Пятьдесят пять щелчков.
А вчера он несколько раз повторил пятьдесят шесть.
Я понял.
Похоже, он увидел, что я понял, потому что посторонился и дал мне пройти.
Он умеет считать.
Он считает дни.
Он не может уйти из квартала, потому что ждет, он должен сидеть на месте. Я взлетел в квартиру, перепрыгивая через ступеньки, сердце колотилось. Календарь с пожарными[11], который мои родители покупают из года в год, уже был втиснут в одну из коробок, ежедневника я нигде не нашел и тут вспомнил о телефоне. Плюс пятьдесят пять. Ровно тот день, когда снесут наш дом. А ровно через четыре дня, в понедельник, когда у мамы начнется отпуск, мы переедем.
Я сел, но сразу вскочил. Может, человек кого-то ждет? Или в эти пятьдесят пять дней что-то должно произойти? Что он будет делать после нашего отъезда? Мы перебираемся на другой край района, в другую квартиру, теперь уже на восьмом этаже. Мама довольна: квартира целиком отремонтирована и до трамвая ближе, когда утром на работу. Я всегда смогу сюда заехать, мы будем недалеко, пятнадцать минут пешком или две остановки на автобусе. Но как же он будет прятаться? Через неделю съедут последние жильцы, и начнется подготовка к сносу. Никто уже не сможет ни войти, ни выйти.
Я отправил эсэмэску Норберу, что кое-что выяснил о незнакомце.
Еще не успокоившись, стал ждать ответа. Минуту, другую минуту, и телефон завибрировал. Я взял его — Том. Пишет, что вчера была пляжная вечеринка с офигенной музыкой. В ярости я удалил сообщение. Зря, Том не виноват, если он развлекается и классно проводит каникулы в классном месте с классными родителями.
Сделал глубокий вдох, чтобы успокоиться.
Как поступил бы Том, если бы ему пришлось прятать беглеца?

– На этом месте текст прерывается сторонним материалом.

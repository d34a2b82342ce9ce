//! JSON snapshot store.

use std::path::{Path, PathBuf};

use crate::annotation::{AnnotationId, LegacyAnnotation};
use crate::error::{EventCalError, EventCalResult};
use crate::event::{Event, EventId};
use crate::store::{EntityStore, MemoryStore, Page, ParticipationStore};
use crate::user::{User, UserId};

/// Keeps a [`MemoryStore`] in sync with a JSON file. Every mutation rewrites
/// the whole snapshot through a temp file and rename.
#[derive(Debug)]
pub struct FileStore {
    path: PathBuf,
    inner: MemoryStore,
}

impl FileStore {
    /// Open the store at `path`. A missing file is an empty store.
    pub fn open(path: impl Into<PathBuf>) -> EventCalResult<Self> {
        let path = path.into();

        let inner = if path.exists() {
            let content = std::fs::read_to_string(&path)?;
            serde_json::from_str(&content).map_err(|e| {
                EventCalError::Serialization(format!("{}: {e}", path.display()))
            })?
        } else {
            MemoryStore::default()
        };

        Ok(FileStore { path, inner })
    }

    pub fn path(&self) -> &Path {
        &self.path
    }

    fn write(&self, snapshot: &MemoryStore) -> EventCalResult<()> {
        if let Some(dir) = self.path.parent() {
            std::fs::create_dir_all(dir)?;
        }

        let content = serde_json::to_string_pretty(snapshot)
            .map_err(|e| EventCalError::Serialization(e.to_string()))?;

        let mut temp = self.path.clone().into_os_string();
        temp.push(".tmp");
        let temp = PathBuf::from(temp);

        std::fs::write(&temp, content)?;
        std::fs::rename(&temp, &self.path)?;
        Ok(())
    }

    /// Apply `change` to a copy of the store and keep it only once the
    /// snapshot is on disk. `change` reports whether anything changed;
    /// unchanged copies are dropped without writing.
    fn commit<R>(
        &mut self,
        change: impl FnOnce(&mut MemoryStore) -> EventCalResult<(R, bool)>,
    ) -> EventCalResult<R> {
        let mut next = self.inner.clone();
        let (result, changed) = change(&mut next)?;

        if changed {
            self.write(&next)?;
            self.inner = next;
        }
        Ok(result)
    }
}

impl EntityStore for FileStore {
    fn event(&self, id: EventId) -> EventCalResult<Option<Event>> {
        self.inner.event(id)
    }

    fn user(&self, id: UserId) -> EventCalResult<Option<User>> {
        self.inner.user(id)
    }

    fn events(&self) -> EventCalResult<Vec<Event>> {
        self.inner.events()
    }

    fn put_event(&mut self, event: Event) -> EventCalResult<()> {
        self.commit(|store| Ok((store.put_event(event)?, true)))
    }

    fn put_user(&mut self, user: User) -> EventCalResult<()> {
        self.commit(|store| Ok((store.put_user(user)?, true)))
    }
}

impl ParticipationStore for FileStore {
    fn add_relationship(&mut self, user: UserId, event: EventId) -> EventCalResult<bool> {
        self.commit(|store| {
            let added = store.add_relationship(user, event)?;
            Ok((added, added))
        })
    }

    fn remove_relationship(&mut self, user: UserId, event: EventId) -> EventCalResult<bool> {
        self.commit(|store| {
            let removed = store.remove_relationship(user, event)?;
            Ok((removed, removed))
        })
    }

    fn has_relationship(&self, user: UserId, event: EventId) -> EventCalResult<bool> {
        self.inner.has_relationship(user, event)
    }

    fn count_relationships(&self, event: EventId) -> EventCalResult<u64> {
        self.inner.count_relationships(event)
    }

    fn list_relationships(&self, event: EventId, page: Page) -> EventCalResult<Vec<UserId>> {
        self.inner.list_relationships(event, page)
    }

    fn annotations(&self, event: EventId) -> EventCalResult<Vec<LegacyAnnotation>> {
        self.inner.annotations(event)
    }

    fn add_annotation(&mut self, event: EventId, value: String) -> EventCalResult<AnnotationId> {
        self.commit(|store| Ok((store.add_annotation(event, value)?, true)))
    }

    fn delete_annotation(&mut self, id: AnnotationId) -> EventCalResult<bool> {
        self.commit(|store| {
            let deleted = store.delete_annotation(id)?;
            Ok((deleted, deleted))
        })
    }
}
//! Storage collaborators for the participation registry.
//!
//! Participation is persisted in two forms: a `personal_event` relationship
//! from user to event (current) and `personal_event` annotations on the
//! event (legacy). Callers go through [`participates`] and the registry so
//! that both forms are always consulted together.

mod file;
mod memory;

pub use file::FileStore;
pub use memory::MemoryStore;

use serde::Deserialize;

use crate::annotation::{AnnotationId, LegacyAnnotation};
use crate::error::EventCalResult;
use crate::event::{Event, EventId};
use crate::user::{User, UserId};

const DEFAULT_PAGE_LIMIT: usize = 10;

fn default_limit() -> usize {
    DEFAULT_PAGE_LIMIT
}

/// Offset/limit window over a listing.
#[derive(Debug, Clone, Copy, PartialEq, Eq, Deserialize)]
pub struct Page {
    #[serde(default)]
    pub offset: usize,
    #[serde(default = "default_limit")]
    pub limit: usize,
}

impl Default for Page {
    fn default() -> Self {
        Page {
            offset: 0,
            limit: DEFAULT_PAGE_LIMIT,
        }
    }
}

impl Page {
    pub fn new(offset: usize, limit: usize) -> Self {
        Page { offset, limit }
    }
}

/// Lookup of events and users.
pub trait EntityStore {
    fn event(&self, id: EventId) -> EventCalResult<Option<Event>>;
    fn user(&self, id: UserId) -> EventCalResult<Option<User>>;
    fn events(&self) -> EventCalResult<Vec<Event>>;

    fn put_event(&mut self, event: Event) -> EventCalResult<()>;
    fn put_user(&mut self, user: User) -> EventCalResult<()>;
}

/// Both participation forms.
pub trait ParticipationStore {
    /// Returns false when the relationship already existed.
    fn add_relationship(&mut self, user: UserId, event: EventId) -> EventCalResult<bool>;
    /// Returns false when there was nothing to remove.
    fn remove_relationship(&mut self, user: UserId, event: EventId) -> EventCalResult<bool>;
    fn has_relationship(&self, user: UserId, event: EventId) -> EventCalResult<bool>;
    fn count_relationships(&self, event: EventId) -> EventCalResult<u64>;
    /// Users related to `event`, oldest first.
    fn list_relationships(&self, event: EventId, page: Page) -> EventCalResult<Vec<UserId>>;

    /// Legacy `personal_event` annotations on `event`.
    fn annotations(&self, event: EventId) -> EventCalResult<Vec<LegacyAnnotation>>;
    /// Only used to import historical data.
    fn add_annotation(&mut self, event: EventId, value: String) -> EventCalResult<AnnotationId>;
    fn delete_annotation(&mut self, id: AnnotationId) -> EventCalResult<bool>;
}

/// Whether `user` participates in `event` in either form.
pub fn participates<S>(store: &S, event: EventId, user: UserId) -> EventCalResult<bool>
where
    S: ParticipationStore + ?Sized,
{
    if store.has_relationship(user, event)? {
        return Ok(true);
    }

    Ok(store.annotations(event)?.iter().any(|a| a.records(user)))
}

Ответ был настолько прост, что я разозлился: он попросил бы помощи у родителей.
Норбер не ответил.
Так я просидел весь день один на один со своим открытием, помогая папе выгребать все из шкафов и по мере надобности выносить мешки на помойку.
Утром Норбер и я спускаемся проведать незнакомца. Сегодня пятница. Вчера вечером брат все-таки меня выслушал. Понял, что я говорю серьезно, и задумался. Сейчас мы устроим проверку. Посмотрим, правильно ли я истолковал щелчки или это просто случайность, несмешная шутка.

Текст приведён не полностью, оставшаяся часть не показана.